Alternatively, you can ask hibernate to lock the row of the relevant ninja in T1, so that even if T2 asks for the row it will have to wait until T1 commits or aborts.

Miguel Ping
A: 

JPA/Hibernate entities are POJOs. Hibernate and any JPA-Provider does not change runtime sematics.

So if you would have concurrency issues with a simple POJO, you will also have them with your entity!

In all the Systems I have seen the domain model is not threadsave, entity instances are not accessed by several threads.

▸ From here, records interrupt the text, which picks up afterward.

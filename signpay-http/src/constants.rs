//! HTTP-specific constants for the sign-pay payment gate.

/// Header carrying the buyer's base64-encoded payment payload
/// (client → server).
///
/// This is the canonical casing; lookups go through [`http::HeaderMap`],
/// which matches case-insensitively on the wire.
pub const X_PAYMENT_HEADER: &str = "X-PAYMENT";

/// Header carrying the base64-encoded settlement result (server → client).
pub const X_PAYMENT_RESPONSE_HEADER: &str = "X-PAYMENT-RESPONSE";

/// The single payment scheme the gate speaks.
pub const EXACT_SCHEME: &str = "exact";

/// Default facilitator service URL.
pub const DEFAULT_FACILITATOR_URL: &str = "https://x402.org/facilitator";

/// Default payment validity bound communicated to the facilitator, in
/// seconds.
pub const DEFAULT_MAX_TIMEOUT_SECONDS: u64 = 300;

/// Default human-readable description attached to payment requirements.
pub const DEFAULT_DESCRIPTION: &str = "Payment for purchase";
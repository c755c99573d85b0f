//! Request-scoped context types exchanged with neighboring pipeline stages.
//!
//! Both types live in the request extensions and never cross request
//! boundaries: [`AmountOverride`] is written by an upstream pricing stage
//! and read by the gate; [`PaymentData`] is written by the gate and read by
//! everything mounted after it.

use bytes::Bytes;
use serde::de::DeserializeOwned;
use signpay::proto::v1::{PaymentPayload, PaymentRequirements};
use signpay::proto::{SettleResponse, VerifyResponse};

/// Verified payment information made available to downstream handlers.
///
/// Present in the request extensions if and only if both the verify and the
/// settle call succeeded — a handler that finds it can rely on the payment
/// being confirmed. Owned by the request; never persisted or shared across
/// requests.
#[derive(Debug, Clone)]
pub struct PaymentData {
    /// The buyer's decoded payment payload.
    pub payload: PaymentPayload,
    /// The facilitator's verification result.
    pub verify_response: VerifyResponse,
    /// The facilitator's settlement result.
    pub settle_response: SettleResponse,
    /// The payment requirements the payload was checked against.
    pub requirements: PaymentRequirements,
    /// The raw request body, captured before downstream consumption.
    pub body: Bytes,
}

impl PaymentData {
    /// Returns the payment data attached to a request, if the gate ran and
    /// the payment was confirmed.
    ///
    /// A handler mounted without the gate ahead of it gets `None` rather
    /// than a panic.
    #[must_use]
    pub fn from_request<B>(req: &http::Request<B>) -> Option<&Self> {
        req.extensions().get::<Self>()
    }

    /// Deserializes the captured request body.
    ///
    /// An empty body yields `Ok(None)` rather than an error.
    ///
    /// # Errors
    ///
    /// Returns the JSON error if the body is non-empty but does not parse
    /// as `T`.
    pub fn parse_body<T: DeserializeOwned>(&self) -> Result<Option<T>, serde_json::Error> {
        if self.body.is_empty() {
            return Ok(None);
        }
        serde_json::from_slice(&self.body).map(Some)
    }
}

/// Per-request override for the configured payment amount.
///
/// A pricing stage mounted *ahead* of the gate inserts this into the
/// request extensions; the gate reads it before constructing the payment
/// requirements, and it takes precedence over the statically configured
/// amount. The value is a decimal string in the token's smallest unit.
#[derive(Debug, Clone)]
pub struct AmountOverride(pub String);

impl AmountOverride {
    /// Attaches an amount override to the request.
    pub fn insert<B>(req: &mut http::Request<B>, amount: impl Into<String>) {
        req.extensions_mut().insert(Self(amount.into()));
    }

    /// Returns the override attached to the request, if any.
    #[must_use]
    pub fn get<B>(req: &http::Request<B>) -> Option<&str> {
        req.extensions().get::<Self>().map(|a| a.0.as_str())
    }
}

#[cfg(test)]
mod tests {
    use super::*;
    use serde::Deserialize;

    fn payment_data(body: &'static [u8]) -> PaymentData {
        PaymentData {
            payload: serde_json::from_value(serde_json::json!({
                "x402Version": 1,
                "scheme": "exact",
                "network": "base-sepolia",
                "payload": {
                    "signature": "0xdeadbeef",
                    "authorization": {
                        "from": "0x1111111111111111111111111111111111111111",
                        "to": "0x2222222222222222222222222222222222222222",
                        "value": "1000000",
                        "validAfter": "0",
                        "validBefore": "1999999999",
                        "nonce": "0xabc123"
                    }
                }
            }))
            .unwrap(),
            verify_response: VerifyResponse::valid(None),
            settle_response: SettleResponse::Success {
                transaction: "0xabc".into(),
                network: None,
                payer: None,
            },
            requirements: serde_json::from_value(serde_json::json!({
                "scheme": "exact",
                "network": "base-sepolia",
                "maxAmountRequired": "1000000",
                "resource": "https://api.example.com/paid",
                "description": "Payment for purchase",
                "payTo": "0x2222222222222222222222222222222222222222",
                "maxTimeoutSeconds": 300,
                "asset": "0x3333333333333333333333333333333333333333"
            }))
            .unwrap(),
            body: Bytes::from_static(body),
        }
    }

    #[derive(Debug, Deserialize, PartialEq)]
    struct Order {
        item: String,
    }

    #[test]
    fn parse_body_of_empty_body_is_none() {
        let data = payment_data(b"");
        assert_eq!(data.parse_body::<Order>().unwrap(), None);
    }

    #[test]
    fn parse_body_deserializes_captured_json() {
        let data = payment_data(br#"{"item":"widget"}"#);
        assert_eq!(
            data.parse_body::<Order>().unwrap(),
            Some(Order {
                item: "widget".into()
            })
        );
    }

    #[test]
    fn parse_body_surfaces_json_errors() {
        let data = payment_data(b"not json");
        assert!(data.parse_body::<Order>().is_err());
    }

    #[test]
    fn from_request_is_none_without_the_gate() {
        let req = http::Request::builder().body(()).unwrap();
        assert!(PaymentData::from_request(&req).is_none());
    }

    #[test]
    fn amount_override_round_trips_through_extensions() {
        let mut req = http::Request::builder().body(()).unwrap();
        assert_eq!(AmountOverride::get(&req), None);
        AmountOverride::insert(&mut req, "555");
        assert_eq!(AmountOverride::get(&req), Some("555"));
    }
}
//! Unix timestamp utilities for payment authorization windows.
//!
//! Timestamps bound the validity of an ERC-3009 `transferWithAuthorization`
//! message: `validAfter` is the earliest time the authorization can be
//! executed and `validBefore` the latest.

use serde::{Deserialize, Deserializer, Serialize, Serializer};
use std::fmt::{Display, Formatter};
use std::ops::Add;
use std::time::SystemTime;

/// A Unix timestamp representing seconds since the Unix epoch.
///
/// # Serialization
///
/// Serialized as a stringified integer to avoid loss of precision in JSON,
/// since `JavaScript`'s `Number` type cannot safely represent all 64-bit
/// integers.
///
/// ```json
/// "1699999999"
/// ```
#[derive(Debug, Clone, Copy, PartialEq, PartialOrd, Ord, Eq)]
pub struct UnixTimestamp(u64);

impl Serialize for UnixTimestamp {
    fn serialize<S: Serializer>(&self, serializer: S) -> Result<S::Ok, S::Error> {
        serializer.serialize_str(&self.0.to_string())
    }
}

impl<'de> Deserialize<'de> for UnixTimestamp {
    fn deserialize<D>(deserializer: D) -> Result<Self, D::Error>
    where
        D: Deserializer<'de>,
    {
        let s = String::deserialize(deserializer)?;
        let ts = s
            .parse::<u64>()
            .map_err(|_| serde::de::Error::custom("timestamp must be a non-negative integer"))?;
        Ok(Self(ts))
    }
}

impl Display for UnixTimestamp {
    fn fmt(&self, f: &mut Formatter<'_>) -> std::fmt::Result {
        write!(f, "{}", self.0)
    }
}

impl Add<u64> for UnixTimestamp {
    type Output = Self;

    fn add(self, rhs: u64) -> Self::Output {
        Self(self.0 + rhs)
    }
}

impl UnixTimestamp {
    /// Creates a new [`UnixTimestamp`] from a raw seconds value.
    #[must_use]
    pub const fn from_secs(secs: u64) -> Self {
        Self(secs)
    }

    /// Returns the current system time as a [`UnixTimestamp`].
    ///
    /// # Panics
    ///
    /// Panics if the system clock is set to a time before the Unix epoch,
    /// which should never happen on properly configured systems.
    #[must_use]
    pub fn now() -> Self {
        let now = SystemTime::now()
            .duration_since(SystemTime::UNIX_EPOCH)
            .expect("SystemTime before UNIX epoch?!?")
            .as_secs();
        Self(now)
    }

    /// Returns the timestamp as raw seconds since the Unix epoch.
    #[must_use]
    pub const fn as_secs(&self) -> u64 {
        self.0
    }
}
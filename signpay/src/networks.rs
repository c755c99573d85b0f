//! Chain identification and the network-name table.
//!
//! The x402 V1 wire format identifies blockchains by human-readable network
//! name (e.g., `"base-sepolia"`), while operators configure the gate with a
//! numeric EIP-155 chain ID (e.g., `84532`). This module maps between the
//! two.
//!
//! A [`NetworkTable`] is built once at startup and passed by reference into
//! the gate constructor. It is deliberately not a process global, so
//! multiple gates with different (or extended) tables can coexist.

use std::collections::HashMap;

/// A known network definition with its chain ID and wire-format name.
#[derive(Debug, Clone, Copy, PartialEq, Eq)]
pub struct NetworkInfo {
    /// Numeric EIP-155 chain ID (e.g., `84532` for Base Sepolia)
    pub chain_id: u64,
    /// Wire-format network name (e.g., `"base-sepolia"`)
    pub name: &'static str,
}

/// Chains supported out of the box.
pub const KNOWN_NETWORKS: &[NetworkInfo] = &[
    NetworkInfo { chain_id: 1, name: "ethereum" },
    NetworkInfo { chain_id: 11_155_111, name: "sepolia" },
    NetworkInfo { chain_id: 8453, name: "base" },
    NetworkInfo { chain_id: 84_532, name: "base-sepolia" },
    NetworkInfo { chain_id: 10, name: "optimism" },
    NetworkInfo { chain_id: 11_155_420, name: "optimism-sepolia" },
    NetworkInfo { chain_id: 42_161, name: "arbitrum" },
    NetworkInfo { chain_id: 421_614, name: "arbitrum-sepolia" },
    NetworkInfo { chain_id: 137, name: "polygon" },
    NetworkInfo { chain_id: 80_002, name: "polygon-amoy" },
    NetworkInfo { chain_id: 43_114, name: "avalanche" },
    NetworkInfo { chain_id: 43_113, name: "avalanche-fuji" },
    NetworkInfo { chain_id: 59_144, name: "linea" },
    NetworkInfo { chain_id: 59_141, name: "linea-sepolia" },
    NetworkInfo { chain_id: 324, name: "zksync" },
    NetworkInfo { chain_id: 300, name: "zksync-sepolia" },
];

/// Table that maps numeric chain IDs to wire-format network names.
///
/// Built from one or more `&[NetworkInfo]` slices. Every chain ID an
/// operator configures a gate with must resolve here; an absent entry is a
/// construction-time configuration error, never a per-request one.
///
/// # Example
///
/// ```
/// use signpay::networks::{NetworkInfo, NetworkTable};
///
/// let table = NetworkTable::known()
///     .with_networks(&[NetworkInfo { chain_id: 31_337, name: "anvil" }]);
///
/// assert_eq!(table.name_by_chain_id(84_532), Some("base-sepolia"));
/// assert_eq!(table.name_by_chain_id(31_337), Some("anvil"));
/// ```
#[derive(Debug, Clone)]
pub struct NetworkTable {
    by_chain_id: HashMap<u64, &'static str>,
}

impl NetworkTable {
    /// Creates an empty table.
    #[must_use]
    pub fn new() -> Self {
        Self {
            by_chain_id: HashMap::new(),
        }
    }

    /// Creates a table pre-populated with [`KNOWN_NETWORKS`].
    #[must_use]
    pub fn known() -> Self {
        Self::from_networks(KNOWN_NETWORKS)
    }

    /// Creates a table from a network info slice.
    #[must_use]
    pub fn from_networks(networks: &[NetworkInfo]) -> Self {
        let mut table = Self {
            by_chain_id: HashMap::with_capacity(networks.len()),
        };
        table.register(networks);
        table
    }

    /// Registers additional networks into this table.
    pub fn register(&mut self, networks: &[NetworkInfo]) {
        for info in networks {
            self.by_chain_id.insert(info.chain_id, info.name);
        }
    }

    /// Builder-style method: registers additional networks and returns `self`.
    #[must_use]
    pub fn with_networks(mut self, networks: &[NetworkInfo]) -> Self {
        self.register(networks);
        self
    }

    /// Looks up the wire-format network name for a chain ID.
    #[must_use]
    pub fn name_by_chain_id(&self, chain_id: u64) -> Option<&'static str> {
        self.by_chain_id.get(&chain_id).copied()
    }

    /// Returns the number of registered networks.
    #[must_use]
    pub fn len(&self) -> usize {
        self.by_chain_id.len()
    }

    /// Returns `true` if no networks are registered.
    #[must_use]
    pub fn is_empty(&self) -> bool {
        self.by_chain_id.is_empty()
    }
}

impl Default for NetworkTable {
    fn default() -> Self {
        Self::known()
    }
}

#[cfg(test)]
mod tests {
    use super::*;

    #[test]
    fn known_table_resolves_every_documented_chain() {
        let table = NetworkTable::known();
        for info in KNOWN_NETWORKS {
            assert_eq!(table.name_by_chain_id(info.chain_id), Some(info.name));
        }
        assert_eq!(table.len(), KNOWN_NETWORKS.len());
    }

    #[test]
    fn unknown_chain_is_absent() {
        let table = NetworkTable::known();
        assert_eq!(table.name_by_chain_id(999_999), None);
    }

    #[test]
    fn custom_networks_extend_the_known_set() {
        let table = NetworkTable::known().with_networks(&[NetworkInfo {
            chain_id: 31_337,
            name: "anvil",
        }]);
        assert_eq!(table.name_by_chain_id(31_337), Some("anvil"));
        assert_eq!(table.name_by_chain_id(8453), Some("base"));
    }

    #[test]
    fn empty_table_has_no_entries() {
        let table = NetworkTable::new();
        assert!(table.is_empty());
        assert_eq!(table.name_by_chain_id(1), None);
    }
}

However you can have several instances of the same entities concurrently. In this case synchronization is done over the DB. The patterns here are Optimistic and Pessimistic Locking. Hibernate and JPA can help you with the realization of these patterns.

jbandi
A: 

The best practice for your problem is Optimistic Locking:

From the Java Persistence API (JPA) specification (Chapter 3.4.1):

Optimistic locking is a technique that is used to insure that updates to the database data corresponding to the state of an entity are made only when no intervening transaction has updated that data for the entity state since the entity state was read. This insures that updates or deletes to that data are consistent with the current state of the database and that intervening updates are not lost.

You need to add an @Version annotation to your class and a column in the DB table.

+1  A: 

In my opinion you should NEVER share domains objects across threads. In fact I typically share very little between threads as such data must be protected. I have built some large/high performance systems and have never had to break this rule. If you need to parallelize work then do so but NOT by sharing instances of domain objects. Each thread should read data from the database, operate on it by mutating/creating objects and then commit/rollback the transaction. Work pass in/out should be value/readonly objects generally.